Please retype all the records below exactly as they read.

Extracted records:
--------

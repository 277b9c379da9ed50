//! Vertical-scan evaluator used by the canvas renderer.
//!
//! A strand runs from the top of the surface (`u = 0`) to the bottom (`u = 1`) around a centerline
//! pinned at `pin_x * width`. The strand's lateral offset is rotated about that centerline by the
//! torsion angle, which lands part of it in depth; depth is then folded back onto the screen by a
//! perspective divide on x and a small tilt on y.

use std::f64::consts::{PI, TAU};

use crate::{
    curve::{
        config::RibbonConfig,
        seed::{HarmonicPhases, SeedState},
    },
    foundation::{
        core::{Point, Point3},
        math::{WINDOW_EPSILON, bump, clamp01, fade_out01, ramp01, smoothstep, window_progress},
    },
};

/// Second and third harmonic coupling to the per-strand phase.
const H2_LINE_COUPLING: f64 = -0.65;
const H3_LINE_COUPLING: f64 = 0.35;

/// Evaluates canvas ribbon points for one frame.
///
/// Holds only values derived from its inputs, so two evaluators built from the same
/// `(config, seed, time, size)` produce bit-identical points.
#[derive(Clone, Debug)]
pub struct VerticalEvaluator<'a> {
    cfg: &'a RibbonConfig,
    sign: f64,
    phases: HarmonicPhases,
    pin_x: f64,
    height: f64,
}

impl<'a> VerticalEvaluator<'a> {
    /// `time` is the animation clock; pass `0.0` for a still frame.
    pub fn new(
        cfg: &'a RibbonConfig,
        seed: &SeedState,
        time: f64,
        width: f64,
        height: f64,
    ) -> Self {
        Self {
            cfg,
            sign: seed.sign(),
            phases: seed.phases(time * cfg.phase_drift_speed),
            pin_x: width * cfg.pin_x,
            height,
        }
    }

    /// Twist angle (radians) of strand `strand` at progress `u`.
    pub fn twist_angle(&self, strand: usize, u: f64) -> f64 {
        let cfg = self.cfg;
        let tf = &cfg.torsion;
        let lp = (strand as f64 - cfg.center_index()) * tf.phase_per_line;
        let p = self.phases;

        let a1 = (u * tf.cycles * TAU + p.a + lp).sin();
        let a2 = (u * tf.cycles * tf.h2_ratio * TAU + p.b + lp * H2_LINE_COUPLING).sin();
        let a3 = (u * tf.cycles * tf.h3_ratio * TAU + p.c + lp * H3_LINE_COUPLING).sin();
        let field = tf.base_twist + tf.amplitude * (a1 + tf.h2_gain * a2 + tf.h3_gain * a3);

        let e = &cfg.entry_twist;
        let x = &cfg.exit_twist;
        let entry = fade_out01(u, e.start, e.end, e.power) * e.total;
        let exit = ramp01(u, x.start, x.end, x.power) * x.total;

        let ripple = cfg
            .ripple
            .map(|r| ripple_envelope(u, r.center, r.width) * r.twist)
            .unwrap_or(0.0);

        self.sign * (field + entry + exit + ripple)
    }

    /// Centerline displacement at `u`: `(lateral px, vertical lift px)`.
    pub fn centerline_shift(&self, u: f64) -> (f64, f64) {
        let cfg = self.cfg;
        let l = &cfg.exit_lateral;
        let mut lateral = l.px * ramp01(u, l.start, l.end, l.power);
        let mut lift = 0.0;

        if let Some(lp) = &cfg.exit_loop
            && u >= lp.start
            && u <= lp.end
        {
            let raw = window_progress(u, lp.start, lp.end);
            let eased = smoothstep(raw);
            let envelope = bump(raw);
            let shape = (1.0 - (eased * TAU).cos()) * 0.5 * envelope;
            // The loop pulls back against the direction of travel.
            lateral -= l.px.signum() * shape * lp.amplitude;
            lift = (eased * PI).sin() * lp.vertical * envelope;
        }

        if let Some(r) = &cfg.ripple {
            let env = ripple_envelope(u, r.center, r.width);
            if env > 0.0 {
                let w = r.width.abs().max(WINDOW_EPSILON);
                lateral += r.wave * env * (TAU * (u - r.center) / w).sin();
            }
        }

        (lateral, lift)
    }

    /// Object-space point: `x` already includes the strand's rotated offset, `y` the loop lift.
    pub fn point(&self, strand: usize, u: f64) -> Point3 {
        let s0 = self.cfg.strand_offset(strand);
        let theta = self.twist_angle(strand, u);
        let (lateral, lift) = self.centerline_shift(u);
        Point3 {
            x: self.pin_x + lateral + s0 * theta.cos(),
            y: u * self.height - lift,
            z: s0 * theta.sin(),
        }
    }

    /// Perspective divide around the pinned centerline plus depth tilt on y.
    pub fn project(&self, p: Point3) -> Point {
        let d = self.cfg.perspective_distance;
        let scale = d / (d - p.z);
        Point::new(
            (p.x - self.pin_x) * scale + self.pin_x,
            p.y + p.z * self.cfg.vertical_tilt,
        )
    }

    pub fn screen_point(&self, strand: usize, u: f64) -> Point {
        self.project(self.point(strand, u))
    }

    /// Fill `out` with the `steps_per_strand + 1` projected samples of one strand.
    pub fn strand_polyline(&self, strand: usize, out: &mut Vec<Point>) {
        let steps = self.cfg.steps_per_strand.max(1);
        out.clear();
        out.reserve(steps + 1);
        for j in 0..=steps {
            let u = j as f64 / steps as f64;
            out.push(self.screen_point(strand, u));
        }
    }

    /// Normalized lateral position of a strand, used for its gradient color.
    pub fn strand_gradient_t(&self, strand: usize) -> f64 {
        let cfg = self.cfg;
        let min = cfg.strand_offset(0);
        let max = cfg.strand_offset(cfg.line_count.saturating_sub(1));
        clamp01((cfg.strand_offset(strand) - min) / (max - min).max(WINDOW_EPSILON))
    }
}

/// `(1 − dist)²` inside `width` of `center`, zero outside.
fn ripple_envelope(u: f64, center: f64, width: f64) -> f64 {
    let dist = (u - center).abs() / width.abs().max(WINDOW_EPSILON);
    if dist < 1.0 {
        (1.0 - dist) * (1.0 - dist)
    } else {
        0.0
    }
}

#[cfg(test)]
#[path = "../../tests/unit/curve/vertical.rs"]
mod tests;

--------

_Solution to the exercise_:
repository 277b9c379da9ed50
//! Vertical-scan evaluator used by the canvas renderer.
//!
//! A strand runs from the top of the surface (`u = 0`) to the bottom (`u = 1`) around a centerline
//! pinned at `pin_x * width`. The strand's lateral offset is rotated about that centerline by the
//! torsion angle, which lands part of it in depth; depth is then folded back onto the screen by a
//! perspective divide on x and a small tilt on y.

use std::f64::consts::{PI, TAU};

use crate::{
    curve::{
        config::RibbonConfig,
        seed::{HarmonicPhases, SeedState},
    },
    foundation::{
        core::{Point, Point3},
        math::{WINDOW_EPSILON, bump, clamp01, fade_out01, ramp01, smoothstep, window_progress},
    },
};

/// Second and third harmonic coupling to the per-strand phase.
const H2_LINE_COUPLING: f64 = -0.65;
const H3_LINE_COUPLING: f64 = 0.35;

/// Evaluates canvas ribbon points for one frame.
///
/// Holds only values derived from its inputs, so two evaluators built from the same
/// `(config, seed, time, size)` produce bit-identical points.
#[derive(Clone, Debug)]
pub struct VerticalEvaluator<'a> {
    cfg: &'a RibbonConfig,
    sign: f64,
    phases: HarmonicPhases,
    pin_x: f64,
    height: f64,
}

impl<'a> VerticalEvaluator<'a> {
    /// `time` is the animation clock; pass `0.0` for a still frame.
    pub fn new(
        cfg: &'a RibbonConfig,
        seed: &SeedState,
        time: f64,
        width: f64,
        height: f64,
    ) -> Self {
        Self {
            cfg,
            sign: seed.sign(),
            phases: seed.phases(time * cfg.phase_drift_speed),
            pin_x: width * cfg.pin_x,
            height,
        }
    }

    /// Twist angle (radians) of strand `strand` at progress `u`.
    pub fn twist_angle(&self, strand: usize, u: f64) -> f64 {
        let cfg = self.cfg;
        let tf = &cfg.torsion;
        let lp = (strand as f64 - cfg.center_index()) * tf.phase_per_line;
        let p = self.phases;

        let a1 = (u * tf.cycles * TAU + p.a + lp).sin();
        let a2 = (u * tf.cycles * tf.h2_ratio * TAU + p.b + lp * H2_LINE_COUPLING).sin();
        let a3 = (u * tf.cycles * tf.h3_ratio * TAU + p.c + lp * H3_LINE_COUPLING).sin();
        let field = tf.base_twist + tf.amplitude * (a1 + tf.h2_gain * a2 + tf.h3_gain * a3);

        let e = &cfg.entry_twist;
        let x = &cfg.exit_twist;
        let entry = fade_out01(u, e.start, e.end, e.power) * e.total;
        let exit = ramp01(u, x.start, x.end, x.power) * x.total;

        let ripple = cfg
            .ripple
            .map(|r| ripple_envelope(u, r.center, r.width) * r.twist)
            .unwrap_or(0.0);

        self.sign * (field + entry + exit + ripple)
    }

    /// Centerline displacement at `u`: `(lateral px, vertical lift px)`.
    pub fn centerline_shift(&self, u: f64) -> (f64, f64) {
        let cfg = self.cfg;
        let l = &cfg.exit_lateral;
        let mut lateral = l.px * ramp01(u, l.start, l.end, l.power);
        let mut lift = 0.0;

        if let Some(lp) = &cfg.exit_loop
            && u >= lp.start
            && u <= lp.end
        {
            let raw = window_progress(u, lp.start, lp.end);
            let eased = smoothstep(raw);
            let envelope = bump(raw);
            let shape = (1.0 - (eased * TAU).cos()) * 0.5 * envelope;
            // The loop pulls back against the direction of travel.
            lateral -= l.px.signum() * shape * lp.amplitude;
            lift = (eased * PI).sin() * lp.vertical * envelope;
        }

        if let Some(r) = &cfg.ripple {
            let env = ripple_envelope(u, r.center, r.width);
            if env > 0.0 {
                let w = r.width.abs().max(WINDOW_EPSILON);
                lateral += r.wave * env * (TAU * (u - r.center) / w).sin();
            }
        }

        (lateral, lift)
    }

    /// Object-space point: `x` already includes the strand's rotated offset, `y` the loop lift.
    pub fn point(&self, strand: usize, u: f64) -> Point3 {
        let s0 = self.cfg.strand_offset(strand);
        let theta = self.twist_angle(strand, u);
        let (lateral, lift) = self.centerline_shift(u);
        Point3 {
            x: self.pin_x + lateral + s0 * theta.cos(),
            y: u * self.height - lift,
            z: s0 * theta.sin(),
        }
    }

    /// Perspective divide around the pinned centerline plus depth tilt on y.
    pub fn project(&self, p: Point3) -> Point {
        let d = self.cfg.perspective_distance;
        let scale = d / (d - p.z);
        Point::new(
            (p.x - self.pin_x) * scale + self.pin_x,
            p.y + p.z * self.cfg.vertical_tilt,
        )
    }

    pub fn screen_point(&self, strand: usize, u: f64) -> Point {
        self.project(self.point(strand, u))
    }

    /// Fill `out` with the `steps_per_strand + 1` projected samples of one strand.
    pub fn strand_polyline(&self, strand: usize, out: &mut Vec<Point>) {
        let steps = self.cfg.steps_per_strand.max(1);
        out.clear();
        out.reserve(steps + 1);
        for j in 0..=steps {
            let u = j as f64 / steps as f64;
            out.push(self.screen_point(strand, u));
        }
    }

    /// Normalized lateral position of a strand, used for its gradient color.
    pub fn strand_gradient_t(&self, strand: usize) -> f64 {
        let cfg = self.cfg;
        let min = cfg.strand_offset(0);
        let max = cfg.strand_offset(cfg.line_count.saturating_sub(1));
        clamp01((cfg.strand_offset(strand) - min) / (max - min).max(WINDOW_EPSILON))
    }
}

/// `(1 − dist)²` inside `width` of `center`, zero outside.
fn ripple_envelope(u: f64, center: f64, width: f64) -> f64 {
    let dist = (u - center).abs() / width.abs().max(WINDOW_EPSILON);
    if dist < 1.0 {
        (1.0 - dist) * (1.0 - dist)
    } else {
        0.0
    }
}

#[cfg(test)]
#[path = "../../tests/unit/curve/vertical.rs"]
mod tests;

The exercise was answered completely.